The son of a furrier, he was born in Ashford, Kent, educated at Tonbridge School and later attended the University of Granada. He became one of the youngest pilots in the Royal Air Force at 19, where he served on National Service from 1956 to 1958. Becoming a journalist, he joined Reuters in 1961 and later the BBC in 1965, where he served as an assistant diplomatic correspondent. From July to September 1967, he served as a correspondent covering the Nigerian Civil War between the region of Biafra and Nigeria. He left the BBC in 1968 after controversy arose over his alleged bias towards the Biafran cause and accusations that he falsified segments of his reports. Returning to Biafra as a freelance reporter, Forsyth wrote his first book, The Biafra Story in 1969.
Forsyth decided to write a novel using similar research techniques to those used in journalism. His first full length novel, The Day of the Jackal, was published in 1971 and became an international bestseller and gained its author the Edgar Allan Poe Award for Best Novel. It was later made into a film of the same name.

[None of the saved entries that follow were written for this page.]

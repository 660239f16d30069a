// SPDX-License-Identifier: MIT
//
// ANU QRNG Poller: Quantum Random Data Collection Client
// Copyright (c) 2025 Valer Bocan, PhD, CSSLP
// Email: valer.bocan@upt.ro
//
// Department of Computer and Information Technology
// Politehnica University of Timisoara
//
// https://github.com/vbocan/qrng-data-diode

//! Data structures exchanged with the ANU QRNG API
//!
//! The API answers `GET /API/jsonI.php?length=N&type=hex16` with a JSON object of the form
//! `{"type": "hex16", "length": N, "size": 1, "data": ["a1b2", ...], "success": true}`.
//! Only `success` and `data` carry meaning for the poller; every other field is kept so that
//! a persisted batch holds the same fields as the body the API sent.

use serde::{Deserialize, Serialize};
use serde_json::{Map, Value};

/// Message carried by [`FailureReason::ApplicationError`] when the API reports `success: false`
pub const SUCCESS_FIELD_FALSE: &str = "Success field is false";

/// One decoded API response containing random hex tokens
///
/// A batch serializes as `success`, `data`, then the remaining fields in key order. The set of
/// fields matches the API body; their order does not.
#[derive(Debug, Clone, PartialEq, Serialize, Deserialize)]
#[serde(try_from = "WireBatch")]
pub struct RandomBatch {
    /// Whether the API considers the request fulfilled
    pub success: bool,

    /// Random tokens, in the order the API returned them
    pub data: Vec<String>,

    /// Remaining response fields (`type`, `length`, `size`, ...)
    #[serde(flatten)]
    pub extra: Map<String, Value>,
}

/// Body as sent by the API; `data` may only be absent when `success` is false
#[derive(Deserialize)]
struct WireBatch {
    success: bool,
    data: Option<Vec<String>>,
    #[serde(flatten)]
    extra: Map<String, Value>,
}

impl TryFrom<WireBatch> for RandomBatch {
    type Error = &'static str;

    fn try_from(wire: WireBatch) -> Result<Self, Self::Error> {
        let data = match (wire.success, wire.data) {
            (_, Some(data)) => data,
            (false, None) => Vec::new(),
            (true, None) => return Err("missing field `data`"),
        };

        Ok(Self {
            success: wire.success,
            data,
            extra: wire.extra,
        })
    }
}

impl RandomBatch {
    /// Create a batch with no extra fields
    pub fn new(success: bool, data: Vec<String>) -> Self {
        Self {
            success,
            data,
            extra: Map::new(),
        }
    }

    /// Decode a batch from a raw JSON body
    pub fn from_json(body: &[u8]) -> serde_json::Result<Self> {
        serde_json::from_slice(body)
    }

    /// Serialize to a single JSON line (without the trailing newline)
    pub fn to_json_line(&self) -> serde_json::Result<String> {
        serde_json::to_string(self)
    }

    /// Hex tokens joined by line breaks
    pub fn hex_lines(&self) -> String {
        self.data.join("\n")
    }

    /// Number of tokens in the batch
    pub fn len(&self) -> usize {
        self.data.len()
    }

    pub fn is_empty(&self) -> bool {
        self.data.is_empty()
    }
}

/// Why a single attempt did not yield a batch
///
/// The `Display` form of each variant is the line written to the error log.
#[derive(Debug, Clone, PartialEq, Eq, thiserror::Error)]
pub enum FailureReason {
    /// The endpoint answered with a status other than 200
    #[error("Request failed or rate limit exceeded, status code: {0}")]
    HttpStatus(u16),

    /// Connection, DNS, timeout or body decoding failure
    #[error("Request failed or rate limit exceeded, error: {0}")]
    TransportError(String),

    /// Well-formed response that reports a logical failure
    #[error("Request was not successful. {0}.")]
    ApplicationError(String),
}

impl FailureReason {
    /// Short machine-friendly label, used as a structured log field
    pub fn kind(&self) -> &'static str {
        match self {
            FailureReason::HttpStatus(_) => "http_status",
            FailureReason::TransportError(_) => "transport",
            FailureReason::ApplicationError(_) => "application",
        }
    }
}

/// Outcome of one attempt
#[derive(Debug, Clone, PartialEq)]
pub enum FetchAttemptResult {
    Success { payload: RandomBatch },
    Failure { reason: FailureReason },
}

impl FetchAttemptResult {
    pub fn failure(reason: FailureReason) -> Self {
        FetchAttemptResult::Failure { reason }
    }

    pub fn is_success(&self) -> bool {
        matches!(self, FetchAttemptResult::Success { .. })
    }
}
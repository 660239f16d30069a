// SPDX-License-Identifier: MIT
//
// ANU QRNG Poller: Quantum Random Data Collection Client
// Copyright (c) 2025 Valer Bocan, PhD, CSSLP
// Email: valer.bocan@upt.ro
//
// Department of Computer and Information Technology
// Politehnica University of Timisoara
//
// https://github.com/vbocan/qrng-data-diode

//! Process-wide polling counters

use chrono::{DateTime, Utc};
use parking_lot::RwLock;
use std::sync::atomic::{AtomicU64, Ordering};
use std::sync::Arc;
use std::time::Instant;

/// Counters shared by the fetcher and the polling loop
#[derive(Clone)]
pub struct PollerMetrics {
    inner: Arc<MetricsInner>,
}

struct MetricsInner {
    start_time: Instant,

    // Cycle metrics
    cycles_total: AtomicU64,
    cycles_failed: AtomicU64,

    // Attempt metrics
    attempts_total: AtomicU64,
    attempts_failed: AtomicU64,

    // Persistence metrics
    batches_persisted: AtomicU64,
    tokens_received: AtomicU64,

    last_success: RwLock<Option<DateTime<Utc>>>,
}

impl Default for PollerMetrics {
    fn default() -> Self {
        Self::new()
    }
}

impl PollerMetrics {
    pub fn new() -> Self {
        Self {
            inner: Arc::new(MetricsInner {
                start_time: Instant::now(),
                cycles_total: AtomicU64::new(0),
                cycles_failed: AtomicU64::new(0),
                attempts_total: AtomicU64::new(0),
                attempts_failed: AtomicU64::new(0),
                batches_persisted: AtomicU64::new(0),
                tokens_received: AtomicU64::new(0),
                last_success: RwLock::new(None),
            }),
        }
    }

    // Cycle metrics
    pub fn record_cycle(&self, succeeded: bool) {
        self.inner.cycles_total.fetch_add(1, Ordering::Relaxed);
        if succeeded {
            *self.inner.last_success.write() = Some(Utc::now());
        } else {
            self.inner.cycles_failed.fetch_add(1, Ordering::Relaxed);
        }
    }

    pub fn cycles_total(&self) -> u64 {
        self.inner.cycles_total.load(Ordering::Relaxed)
    }

    pub fn cycles_failed(&self) -> u64 {
        self.inner.cycles_failed.load(Ordering::Relaxed)
    }

    // Attempt metrics
    pub fn record_attempt(&self) {
        self.inner.attempts_total.fetch_add(1, Ordering::Relaxed);
    }

    pub fn record_attempt_failure(&self) {
        self.inner.attempts_failed.fetch_add(1, Ordering::Relaxed);
    }

    pub fn attempts_total(&self) -> u64 {
        self.inner.attempts_total.load(Ordering::Relaxed)
    }

    pub fn attempts_failed(&self) -> u64 {
        self.inner.attempts_failed.load(Ordering::Relaxed)
    }

    // Persistence metrics
    pub fn record_batch(&self, tokens: usize) {
        self.inner.batches_persisted.fetch_add(1, Ordering::Relaxed);
        self.inner.tokens_received.fetch_add(tokens as u64, Ordering::Relaxed);
    }

    pub fn batches_persisted(&self) -> u64 {
        self.inner.batches_persisted.load(Ordering::Relaxed)
    }

    pub fn tokens_received(&self) -> u64 {
        self.inner.tokens_received.load(Ordering::Relaxed)
    }

    /// Wall-clock time of the most recent successful cycle
    pub fn last_success(&self) -> Option<DateTime<Utc>> {
        *self.inner.last_success.read()
    }

    pub fn uptime_seconds(&self) -> u64 {
        self.inner.start_time.elapsed().as_secs()
    }

    /// One-line human-readable summary
    pub fn summary(&self) -> String {
        let last_success = self
            .last_success()
            .map(|t| t.to_rfc3339())
            .unwrap_or_else(|| "never".to_string());

        format!(
            "cycles={} failed_cycles={} attempts={} failed_attempts={} batches={} tokens={} last_success={} uptime={}s",
            self.cycles_total(),
            self.cycles_failed(),
            self.attempts_total(),
            self.attempts_failed(),
            self.batches_persisted(),
            self.tokens_received(),
            last_success,
            self.uptime_seconds()
        )
    }
}
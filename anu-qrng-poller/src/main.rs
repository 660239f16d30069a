// SPDX-License-Identifier: MIT
//
// ANU QRNG Poller
// Copyright (c) 2025 Valer Bocan, PhD, CSSLP
// Email: valer.bocan@upt.ro
//
// Department of Computer and Information Technology
// Politehnica University of Timisoara
//
// https://github.com/vbocan/qrng-data-diode

//! ANU QRNG Poller
//!
//! Periodically fetches 1024 hex16 tokens from the ANU quantum random number API, appends
//! each valid response to `random_numbers.json` (one JSON object per line) and records each
//! failed attempt in `error.log`.
//!
//! # Architecture
//!
//! ```text
//! ┌──────────────┐     GET       ┌──────────────┐    append     ┌─────────────────────┐
//! │   ANU QRNG   │ <─────────────│    Poller    │ ─────────────>│ random_numbers.json │
//! │     API      │   (HTTPS)     │  (3 tries,   │               │ error.log           │
//! └──────────────┘               │  every 60s)  │               └─────────────────────┘
//!                                └──────────────┘
//! ```
//!
//! # Behaviour
//!
//! - Up to three attempts per cycle, two seconds apart
//! - One cycle per minute, whether the previous one succeeded or not
//! - SIGINT/SIGTERM (Ctrl+C on Windows) stops the poller with exit status 0

use anu_qrng_core::{
    config::PollerConfig,
    fetcher::DefaultFetcher,
    poller::PollingLoop,
};
use anyhow::{Context, Result};
use clap::Parser;
use std::future::Future;
use tokio::task::JoinHandle;
use tokio_util::sync::CancellationToken;
use tracing::{error, info};

#[derive(Parser, Debug)]
#[command(name = "anu-qrng-poller")]
#[command(about = "ANU QRNG Poller - Periodically collects quantum random hex data", long_about = None)]
struct Args {
    /// Log level (trace, debug, info, warn, error)
    #[arg(short, long, default_value = "info")]
    log_level: String,
}

/// Cancel `cancel` on the first shutdown signal (SIGINT or SIGTERM)
///
/// Handlers are registered before this returns, so a signal delivered while the first
/// cycle is running is not lost.
fn listen_for_shutdown(cancel: CancellationToken) -> Result<JoinHandle<()>> {
    #[cfg(unix)]
    {
        use futures::stream::StreamExt;
        use signal_hook::consts::signal::*;
        use signal_hook_tokio::Signals;

        let mut signals =
            Signals::new([SIGINT, SIGTERM]).context("Failed to register signal handlers")?;

        Ok(tokio::spawn(async move {
            if let Some(signal) = signals.next().await {
                info!("Received signal: {:?}", signal);
            }
            cancel.cancel();
        }))
    }

    #[cfg(windows)]
    {
        Ok(tokio::spawn(cancel_on_ctrl_c(tokio::signal::ctrl_c(), cancel)))
    }
}

/// Cancel `cancel` once `ctrl_c` reports a delivered signal
///
/// A listener that fails leaves the token untouched and the poller running.
#[cfg_attr(not(windows), allow(dead_code))]
async fn cancel_on_ctrl_c<F>(ctrl_c: F, cancel: CancellationToken)
where
    F: Future<Output = std::io::Result<()>>,
{
    if let Err(e) = ctrl_c.await {
        error!("Failed to listen for Ctrl+C: {}", e);
        return;
    }
    info!("Received Ctrl+C signal");
    cancel.cancel();
}

#[tokio::main]
async fn main() -> Result<()> {
    // Parse command-line arguments
    let args = Args::parse();

    // Initialize tracing
    let log_level = args
        .log_level
        .parse::<tracing::Level>()
        .unwrap_or(tracing::Level::INFO);

    tracing_subscriber::fmt()
        .with_max_level(log_level)
        .with_target(false)
        .with_thread_ids(true)
        .json()
        .init();

    info!("ANU QRNG Poller v{}", env!("CARGO_PKG_VERSION"));

    let config = PollerConfig::default();
    config.validate().context("Invalid poller configuration")?;

    info!("Results are appended to {}", config.results_path.display());
    info!("Failed attempts are logged to {}", config.error_log_path.display());

    let fetcher = DefaultFetcher::from_config(&config).context("Failed to create fetcher")?;
    let mut poller = PollingLoop::new(fetcher, &config);

    let cancel = CancellationToken::new();
    let signal_handle = listen_for_shutdown(cancel.clone())?;

    poller.run(&cancel).await;

    // The loop only stops once the token is cancelled, so the listener has finished.
    signal_handle.await.context("Signal listener panicked")?;

    info!("Poller shut down gracefully");
    Ok(())
}
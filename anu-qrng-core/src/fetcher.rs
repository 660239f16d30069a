//! Retrying fetcher for the ANU QRNG API
//!
//! One call to [`RetryingFetcher::fetch_with_retry`] is a cycle: up to `max_attempts` GET
//! requests, a fixed pause between them, and a verdict. Every failed attempt lands in the
//! error sink, every valid batch in the results sink. Nothing observed here escapes as an
//! error; the caller only learns whether a batch was obtained.

use crate::config::PollerConfig;
use crate::metrics::PollerMetrics;
use crate::protocol::{FailureReason, FetchAttemptResult, RandomBatch, SUCCESS_FIELD_FALSE};
use crate::retry::{pause, Pause, RetryPolicy};
use crate::sink::{ErrorLogFile, ErrorSink, JsonLinesFile, ResultsSink};
use crate::transport::{HttpTransport, RawResponse, Transport};
use crate::Result;
use reqwest::StatusCode;
use tokio_util::sync::CancellationToken;
use tracing::{debug, error, info, instrument, warn};
use url::Url;

/// Fetcher wired to the real HTTP client and the on-disk sinks
pub type DefaultFetcher = RetryingFetcher<HttpTransport, JsonLinesFile, ErrorLogFile>;

/// Obtains one valid [`RandomBatch`] per cycle, masking transient failures
pub struct RetryingFetcher<T, R, E> {
    transport: T,
    results: R,
    errors: E,
    endpoint: Url,
    policy: RetryPolicy,
    metrics: PollerMetrics,
}

impl DefaultFetcher {
    /// Build the production fetcher from configuration
    pub fn from_config(config: &PollerConfig) -> Result<Self> {
        let transport = HttpTransport::new(config.request_timeout)?;
        Self::new(
            config,
            transport,
            JsonLinesFile::new(&config.results_path),
            ErrorLogFile::new(&config.error_log_path),
        )
    }
}

impl<T, R, E> RetryingFetcher<T, R, E>
where
    T: Transport,
    R: ResultsSink,
    E: ErrorSink,
{
    /// Create a fetcher with injected collaborators
    pub fn new(config: &PollerConfig, transport: T, results: R, errors: E) -> Result<Self> {
        config.validate()?;

        Ok(Self {
            transport,
            results,
            errors,
            endpoint: config.endpoint()?,
            policy: RetryPolicy::from(config),
            metrics: PollerMetrics::new(),
        })
    }

    pub fn metrics(&self) -> &PollerMetrics {
        &self.metrics
    }

    pub fn policy(&self) -> &RetryPolicy {
        &self.policy
    }

    pub fn endpoint(&self) -> &Url {
        &self.endpoint
    }

    /// Perform a single attempt and classify its outcome
    #[instrument(skip(self), fields(endpoint = %self.endpoint))]
    pub async fn fetch_once(&self) -> FetchAttemptResult {
        match self.transport.get(&self.endpoint).await {
            Ok(response) => classify(response),
            Err(e) => FetchAttemptResult::failure(FailureReason::TransportError(e.0)),
        }
    }

    /// Run one cycle
    ///
    /// Returns the first valid batch, or `None` once every attempt failed. A cycle
    /// interrupted by `cancel` also returns `None`; the interrupted attempt is not recorded
    /// as a failure.
    pub async fn fetch_with_retry(&self, cancel: &CancellationToken) -> Option<RandomBatch> {
        let max_attempts = self.policy.max_attempts;

        for attempt in self.policy.attempts() {
            info!(
                "Sending request to QRNG API (attempt {}/{})",
                attempt, max_attempts
            );

            let result = tokio::select! {
                biased;
                _ = cancel.cancelled() => {
                    info!("Attempt {} abandoned, shutdown requested", attempt);
                    return None;
                }
                result = self.fetch_once() => result,
            };
            self.metrics.record_attempt();

            match result {
                FetchAttemptResult::Success { payload } => {
                    self.persist(&payload).await;
                    return Some(payload);
                }
                FetchAttemptResult::Failure { reason } => {
                    self.record_failure(attempt, &reason).await;
                }
            }

            if let Some(delay) = self.policy.delay_after(attempt) {
                info!("Retrying in {} seconds...", delay.as_secs_f64());
                if pause(delay, cancel).await == Pause::Cancelled {
                    return None;
                }
            }
        }

        warn!(
            "Failed to get a valid response after {} attempts",
            max_attempts
        );
        None
    }

    async fn persist(&self, batch: &RandomBatch) {
        info!("Valid JSON response received ({} tokens)", batch.len());
        if let Ok(pretty) = serde_json::to_string_pretty(batch) {
            debug!("Received JSON data: {}", pretty);
        }

        match self.results.append_batch(batch).await {
            Ok(()) => self.metrics.record_batch(batch.len()),
            Err(e) => error!("Failed to persist batch: {}", e),
        }

        info!(hex = %batch.hex_lines(), "Extracted {} hex numbers", batch.len());
    }

    async fn record_failure(&self, attempt: u32, reason: &FailureReason) {
        self.metrics.record_attempt_failure();
        warn!(kind = reason.kind(), attempt, "{}", reason);

        if let Err(e) = self.errors.append_failure(reason).await {
            error!("Failed to write error log: {}", e);
        }
    }
}

/// Classify a raw HTTP exchange
///
/// Any status other than 200 is an [`FailureReason::HttpStatus`] and the body is left
/// untouched. A 200 body that does not decode is a [`FailureReason::TransportError`].
pub fn classify(response: RawResponse) -> FetchAttemptResult {
    if response.status != StatusCode::OK.as_u16() {
        return FetchAttemptResult::failure(FailureReason::HttpStatus(response.status));
    }

    let batch = match RandomBatch::from_json(&response.body) {
        Ok(batch) => batch,
        Err(e) => {
            return FetchAttemptResult::failure(FailureReason::TransportError(format!(
                "invalid response body: {}",
                e
            )))
        }
    };

    if !batch.success {
        return FetchAttemptResult::failure(FailureReason::ApplicationError(
            SUCCESS_FIELD_FALSE.to_string(),
        ));
    }

    FetchAttemptResult::Success { payload: batch }
}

The Odessa File review: I love Frederick Forsyth's attention to detail (in one of his other books he takes pages to describe a sniper's position on a mountain ledge, and it is riveting). The Odessa File is just as riveting. I read it with maps at hand so that I could check out routes, towns, etc. mentioned in the story, Mr. Forsyth is that good a storyteller. Rowland Hilder even gets a mention! A young reporter decides, for reasons of his own, to track down a war criminal after reading the diary of a Holocaust survivor. Gripping and suspenseful to the end. A great read, in my opinion.